Stored data
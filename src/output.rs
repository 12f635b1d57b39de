//! Audio device output through cpal.
//!
//! The device callback drives the [`SidRenderer`] in blocks of at most
//! [`MAX_BLOCK_SIZE`] mono samples and copies each sample to every device
//! channel.

use cpal::traits::{DeviceTrait, HostTrait, StreamTrait};
use log::{debug, info, warn};

use crate::error::{Error, Result};
use crate::sid::SidRenderer;
use crate::MAX_BLOCK_SIZE;

/// Running output stream. Dropping it stops the device.
pub struct AudioOutput {
    stream: cpal::Stream,
    sample_rate: f32,
    channels: usize,
}

impl AudioOutput {
    /// Open the default output device and start pulling from `renderer`.
    pub fn open(mut renderer: SidRenderer) -> Result<Self> {
        let host = cpal::default_host();
        let device = host.default_output_device().ok_or(Error::NoOutputDevice)?;
        let config = device.default_output_config()?;

        if config.sample_format() != cpal::SampleFormat::F32 {
            return Err(Error::UnsupportedSampleFormat(format!(
                "{:?}",
                config.sample_format()
            )));
        }

        let sample_rate = config.sample_rate().0 as f32;
        let channels = config.channels() as usize;
        renderer.set_sample_rate(sample_rate);

        info!(
            "audio output: {} at {sample_rate} Hz, {channels} channels",
            device.name().unwrap_or_else(|_| "unknown device".to_string())
        );

        let mut render_buf = vec![0.0f32; MAX_BLOCK_SIZE];
        let stream = device.build_output_stream(
            &config.into(),
            move |data: &mut [f32], _| {
                let total_frames = data.len() / channels;
                let mut frames_written = 0;

                while frames_written < total_frames {
                    let frames_to_render = (total_frames - frames_written).min(MAX_BLOCK_SIZE);
                    let block = &mut render_buf[..frames_to_render];
                    renderer.render(block);

                    // Mono to all channels
                    let out_off = frames_written * channels;
                    for (i, &s) in block.iter().enumerate() {
                        let frame = out_off + i * channels;
                        data[frame..frame + channels].fill(s);
                    }

                    frames_written += frames_to_render;
                }
            },
            |err| warn!("audio output error: {err}"),
            None,
        )?;

        stream.play()?;
        debug!("audio output stream started");

        Ok(Self {
            stream,
            sample_rate,
            channels,
        })
    }

    pub fn sample_rate(&self) -> f32 {
        self.sample_rate
    }

    pub fn channels(&self) -> usize {
        self.channels
    }

    /// Stop the device. Call after [`crate::sid::Sid::close`] so the last
    /// blocks are silent.
    pub fn close(self) {
        if let Err(err) = self.stream.pause() {
            warn!("failed to pause audio output: {err}");
        }
        debug!("audio output stream closed");
    }
}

_Exercise directions_
How many of the lines above include the string "Result"? Answer with the number only.

_Task output_
2